Stored data entries
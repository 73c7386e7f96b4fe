// SPDX-License-Identifier: MPL-2.0
// This Source Code Form is subject to the terms of the Mozilla Public
// License, v. 2.0. If a copy of the MPL was not distributed with this
// file, You can obtain one at https://mozilla.org/MPL/2.0/.

//! Power-related types.
//!
//! [`PowerAction`] is what callers ask for; [`OutletState`] is what the
//! state store knows about an output, which may also be `unknown` until a
//! PDU has been polled.

use std::fmt;
use std::str::FromStr;

use serde::{Deserialize, Serialize};

use crate::error::ValueError;

/// A requested power transition.
///
/// # Examples
///
/// ```
/// use powerseq::types::PowerAction;
///
/// let action: PowerAction = "on".parse().unwrap();
/// assert_eq!(action, PowerAction::On);
/// assert_eq!(action.inverse(), PowerAction::Off);
/// assert_eq!(action.as_str(), "on");
/// ```
#[derive(Debug, Clone, Copy, PartialEq, Eq, Hash, Serialize, Deserialize)]
#[serde(rename_all = "lowercase")]
pub enum PowerAction {
    /// Switch the output on.
    On,
    /// Switch the output off.
    Off,
}

impl PowerAction {
    /// Returns the lowercase wire representation.
    #[must_use]
    pub const fn as_str(&self) -> &'static str {
        match self {
            Self::On => "on",
            Self::Off => "off",
        }
    }

    /// Returns the opposite action.
    #[must_use]
    pub const fn inverse(&self) -> Self {
        match self {
            Self::On => Self::Off,
            Self::Off => Self::On,
        }
    }

    /// Returns true for [`PowerAction::On`].
    #[must_use]
    pub const fn is_on(&self) -> bool {
        matches!(self, Self::On)
    }
}

impl fmt::Display for PowerAction {
    fn fmt(&self, f: &mut fmt::Formatter<'_>) -> fmt::Result {
        f.write_str(self.as_str())
    }
}

impl FromStr for PowerAction {
    type Err = ValueError;

    fn from_str(s: &str) -> Result<Self, Self::Err> {
        match s.to_ascii_lowercase().as_str() {
            "on" | "1" | "true" => Ok(Self::On),
            "off" | "0" | "false" => Ok(Self::Off),
            _ => Err(ValueError::InvalidPowerAction(s.to_string())),
        }
    }
}

impl From<bool> for PowerAction {
    fn from(value: bool) -> Self {
        if value { Self::On } else { Self::Off }
    }
}

/// Last known state of an outlet.
#[derive(Debug, Clone, Copy, PartialEq, Eq, Hash, Default, Serialize, Deserialize)]
#[serde(rename_all = "lowercase")]
pub enum OutletState {
    /// The outlet is powered.
    On,
    /// The outlet is not powered.
    Off,
    /// The state has not been read yet or the device reported something else.
    #[default]
    Unknown,
}

impl OutletState {
    /// Returns the lowercase wire representation.
    #[must_use]
    pub const fn as_str(&self) -> &'static str {
        match self {
            Self::On => "on",
            Self::Off => "off",
            Self::Unknown => "unknown",
        }
    }

    /// Returns true only for [`OutletState::On`].
    #[must_use]
    pub const fn is_on(&self) -> bool {
        matches!(self, Self::On)
    }
}

impl fmt::Display for OutletState {
    fn fmt(&self, f: &mut fmt::Formatter<'_>) -> fmt::Result {
        f.write_str(self.as_str())
    }
}

impl FromStr for OutletState {
    type Err = ValueError;

    fn from_str(s: &str) -> Result<Self, Self::Err> {
        match s.to_ascii_lowercase().as_str() {
            "on" => Ok(Self::On),
            "off" => Ok(Self::Off),
            "unknown" => Ok(Self::Unknown),
            _ => Err(ValueError::InvalidOutletState(s.to_string())),
        }
    }
}

impl From<PowerAction> for OutletState {
    fn from(action: PowerAction) -> Self {
        match action {
            PowerAction::On => Self::On,
            PowerAction::Off => Self::Off,
        }
    }
}

#[cfg(test)]
mod tests {
    use super::*;

    #[test]
    fn power_action_from_str() {
        assert_eq!("ON".parse::<PowerAction>().unwrap(), PowerAction::On);
        assert_eq!("off".parse::<PowerAction>().unwrap(), PowerAction::Off);
        assert_eq!("1".parse::<PowerAction>().unwrap(), PowerAction::On);
        assert_eq!("false".parse::<PowerAction>().unwrap(), PowerAction::Off);
    }

    #[test]
    fn power_action_from_str_invalid() {
        let result = "toggle".parse::<PowerAction>();
        assert!(matches!(
            result.unwrap_err(),
            ValueError::InvalidPowerAction(_)
        ));
    }

    #[test]
    fn power_action_inverse() {
        assert_eq!(PowerAction::On.inverse(), PowerAction::Off);
        assert_eq!(PowerAction::Off.inverse(), PowerAction::On);
    }

    #[test]
    fn power_action_serde_is_lowercase() {
        let json = serde_json::to_string(&PowerAction::On).unwrap();
        assert_eq!(json, "\"on\"");
        let action: PowerAction = serde_json::from_str("\"off\"").unwrap();
        assert_eq!(action, PowerAction::Off);
    }

    #[test]
    fn outlet_state_defaults_to_unknown() {
        assert_eq!(OutletState::default(), OutletState::Unknown);
        assert!(!OutletState::Unknown.is_on());
    }

    #[test]
    fn outlet_state_from_action() {
        assert_eq!(OutletState::from(PowerAction::On), OutletState::On);
        assert_eq!(OutletState::from(PowerAction::Off), OutletState::Off);
    }
}
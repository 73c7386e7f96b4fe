// SPDX-License-Identifier: MPL-2.0
// This Source Code Form is subject to the terms of the Mozilla Public
// License, v. 2.0. If a copy of the MPL was not distributed with this
// file, You can obtain one at https://mozilla.org/MPL/2.0/.

//! GPIO input pins driving groups.
//!
//! A hardware collaborator reports level changes per `host:port:pin` key;
//! [`GpioInputs`] turns them into group actions:
//!
//! - `switch` pins follow the level: high switches the group on, low off.
//!   The first report for a pin always fires, as does the initial read
//!   after setup.
//! - `momentary` pins toggle the group when a high pulse at least
//!   `minTimeMs` long ends. Shorter pulses are treated as bounce.

use std::collections::HashMap;

use parking_lot::Mutex;
use tokio::task::JoinHandle;
use tokio::time::Instant;

use crate::backend::Backend;
use crate::config::{GpioMode, GpioPinConfig};
use crate::types::PowerAction;

use super::Orchestrator;

#[derive(Debug)]
struct InputPin {
    config: GpioPinConfig,
    last_level: Option<bool>,
    high_since: Option<Instant>,
}

impl InputPin {
    fn new(config: GpioPinConfig) -> Self {
        Self {
            config,
            last_level: None,
            high_since: None,
        }
    }
}

/// Tracks input pin levels and triggers their groups.
#[derive(Debug)]
pub struct GpioInputs<B> {
    engine: Orchestrator<B>,
    pins: Mutex<HashMap<String, InputPin>>,
}

impl<B: Backend> GpioInputs<B> {
    /// Creates a tracker for every non-output pin in the engine's
    /// configuration.
    #[must_use]
    pub fn new(engine: Orchestrator<B>) -> Self {
        let inputs = Self {
            engine,
            pins: Mutex::new(HashMap::new()),
        };
        inputs.reload();
        inputs
    }

    /// Re-reads the pin list from the engine's current configuration.
    ///
    /// Pins that survive the reload keep their last level.
    pub fn reload(&self) {
        let config = self.engine.config();
        let mut pins = self.pins.lock();
        let mut next = HashMap::new();
        for pin in config.gpio.pins() {
            if pin.mode == GpioMode::Output {
                continue;
            }
            let key = pin.key();
            let entry = match pins.remove(&key) {
                Some(mut existing) => {
                    existing.config = pin;
                    existing
                }
                None => InputPin::new(pin),
            };
            next.insert(key, entry);
        }
        *pins = next;
    }

    /// Returns the keys of the tracked input pins, sorted.
    #[must_use]
    pub fn keys(&self) -> Vec<String> {
        let mut keys: Vec<String> = self.pins.lock().keys().cloned().collect();
        keys.sort();
        keys
    }

    /// Handles a level report for the pin `key`.
    ///
    /// `initial` marks the first read after the pin was set up. Returns the
    /// handle of the spawned group action, if the report fired one. Reports
    /// for unknown pins are ignored.
    pub fn handle_change(&self, key: &str, level: bool, initial: bool) -> Option<JoinHandle<()>> {
        let mut pins = self.pins.lock();
        let pin = pins.get_mut(key)?;
        let previous = pin.last_level.replace(level);

        let group = pin.config.group.clone()?;
        match pin.config.mode {
            GpioMode::Switch => {
                if !initial && previous == Some(level) {
                    return None;
                }
                let action = PowerAction::from(level);
                tracing::info!(key, group = %group, high = level, %action, "GPIO switch changed");
                Some(tokio::spawn(self.engine.boxed_trigger(Some(group), action)))
            }
            GpioMode::Momentary => {
                if level {
                    pin.high_since = Some(Instant::now());
                    return None;
                }
                let held = pin.high_since.take()?.elapsed();
                if held < pin.config.min_pulse() {
                    tracing::debug!(key, held_ms = held.as_millis(), "GPIO pulse too short");
                    return None;
                }
                tracing::info!(
                    key,
                    group = %group,
                    held_ms = held.as_millis(),
                    "GPIO pulse, toggling group"
                );
                Some(tokio::spawn(self.engine.boxed_toggle(group)))
            }
            GpioMode::Output => None,
        }
    }
}

#[cfg(test)]
mod tests {
    use std::time::Duration;

    use super::*;
    use crate::config::AppConfig;
    use crate::error::DeviceError;
    use crate::state::GpioOutput;

    struct NoopBackend;

    impl Backend for NoopBackend {
        async fn write_outlet(&self, _: &str, _: &str, _: PowerAction) -> Result<(), DeviceError> {
            Ok(())
        }

        async fn write_gpio(&self, _: &GpioOutput, _: PowerAction) -> Result<(), DeviceError> {
            Ok(())
        }
    }

    const SWITCH: &str = "127.0.0.1:8888:4";
    const BUTTON: &str = "127.0.0.1:8888:5";

    fn inputs() -> GpioInputs<NoopBackend> {
        let config = AppConfig::from_json_str(
            r#"{
                "gpio": [
                    { "pin": 4, "group": "Porch" },
                    { "pin": 5, "group": "Lamp", "mode": "momentary", "minTimeMs": 80 },
                    { "pin": 6, "mode": "output", "name": "Relay" },
                    { "pin": 7 }
                ]
            }"#,
        )
        .unwrap();
        GpioInputs::new(Orchestrator::new(NoopBackend, config))
    }

    #[test]
    fn tracks_only_input_pins() {
        assert_eq!(
            inputs().keys(),
            ["127.0.0.1:8888:4", "127.0.0.1:8888:5", "127.0.0.1:8888:7"]
        );
    }

    #[tokio::test]
    async fn switch_fires_on_initial_read_and_level_changes() {
        let inputs = inputs();

        assert!(inputs.handle_change(SWITCH, false, true).is_some());
        assert!(inputs.handle_change(SWITCH, false, false).is_none());
        assert!(inputs.handle_change(SWITCH, true, false).is_some());
        assert!(inputs.handle_change(SWITCH, true, false).is_none());
        assert!(inputs.handle_change(SWITCH, false, false).is_some());
    }

    #[tokio::test]
    async fn first_switch_report_fires_even_when_low() {
        let inputs = inputs();

        assert!(inputs.handle_change(SWITCH, false, false).is_some());
        assert!(inputs.handle_change(SWITCH, false, false).is_none());
    }

    #[tokio::test(start_paused = true)]
    async fn momentary_toggles_on_long_enough_pulse() {
        let inputs = inputs();

        assert!(inputs.handle_change(BUTTON, true, false).is_none());
        tokio::time::advance(Duration::from_millis(30)).await;
        assert!(inputs.handle_change(BUTTON, false, false).is_none(), "bounce");

        assert!(inputs.handle_change(BUTTON, true, false).is_none());
        tokio::time::advance(Duration::from_millis(100)).await;
        assert!(inputs.handle_change(BUTTON, false, false).is_some());
    }

    #[tokio::test]
    async fn momentary_release_without_press_is_ignored() {
        let inputs = inputs();
        assert!(inputs.handle_change(BUTTON, false, true).is_none());
    }

    #[tokio::test]
    async fn pins_without_group_and_unknown_pins_are_ignored() {
        let inputs = inputs();

        assert!(inputs.handle_change("127.0.0.1:8888:7", true, true).is_none());
        assert!(inputs.handle_change("10.9.9.9:8888:4", true, true).is_none());
    }
}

Exercise goal: Lines from the first one above through the line containing "of an outlet." are to be retyped exactly, both included, and nothing more.

Answer box:
repository 73c7386e7f96b4fe
// SPDX-License-Identifier: MPL-2.0
// This Source Code Form is subject to the terms of the Mozilla Public
// License, v. 2.0. If a copy of the MPL was not distributed with this
// file, You can obtain one at https://mozilla.org/MPL/2.0/.

//! Power-related types.
//!
//! [`PowerAction`] is what callers ask for; [`OutletState`] is what the
//! state store knows about an output, which may also be `unknown` until a
//! PDU has been polled.

use std::fmt;
use std::str::FromStr;

use serde::{Deserialize, Serialize};

use crate::error::ValueError;

/// A requested power transition.
///
/// # Examples
///
/// ```
/// use powerseq::types::PowerAction;
///
/// let action: PowerAction = "on".parse().unwrap();
/// assert_eq!(action, PowerAction::On);
/// assert_eq!(action.inverse(), PowerAction::Off);
/// assert_eq!(action.as_str(), "on");
/// ```
#[derive(Debug, Clone, Copy, PartialEq, Eq, Hash, Serialize, Deserialize)]
#[serde(rename_all = "lowercase")]
pub enum PowerAction {
    /// Switch the output on.
    On,
    /// Switch the output off.
    Off,
}

impl PowerAction {
    /// Returns the lowercase wire representation.
    #[must_use]
    pub const fn as_str(&self) -> &'static str {
        match self {
            Self::On => "on",
            Self::Off => "off",
        }
    }

    /// Returns the opposite action.
    #[must_use]
    pub const fn inverse(&self) -> Self {
        match self {
            Self::On => Self::Off,
            Self::Off => Self::On,
        }
    }

    /// Returns true for [`PowerAction::On`].
    #[must_use]
    pub const fn is_on(&self) -> bool {
        matches!(self, Self::On)
    }
}

impl fmt::Display for PowerAction {
    fn fmt(&self, f: &mut fmt::Formatter<'_>) -> fmt::Result {
        f.write_str(self.as_str())
    }
}

impl FromStr for PowerAction {
    type Err = ValueError;

    fn from_str(s: &str) -> Result<Self, Self::Err> {
        match s.to_ascii_lowercase().as_str() {
            "on" | "1" | "true" => Ok(Self::On),
            "off" | "0" | "false" => Ok(Self::Off),
            _ => Err(ValueError::InvalidPowerAction(s.to_string())),
        }
    }
}

impl From<bool> for PowerAction {
    fn from(value: bool) -> Self {
        if value { Self::On } else { Self::Off }
    }
}

/// Last known state of an outlet.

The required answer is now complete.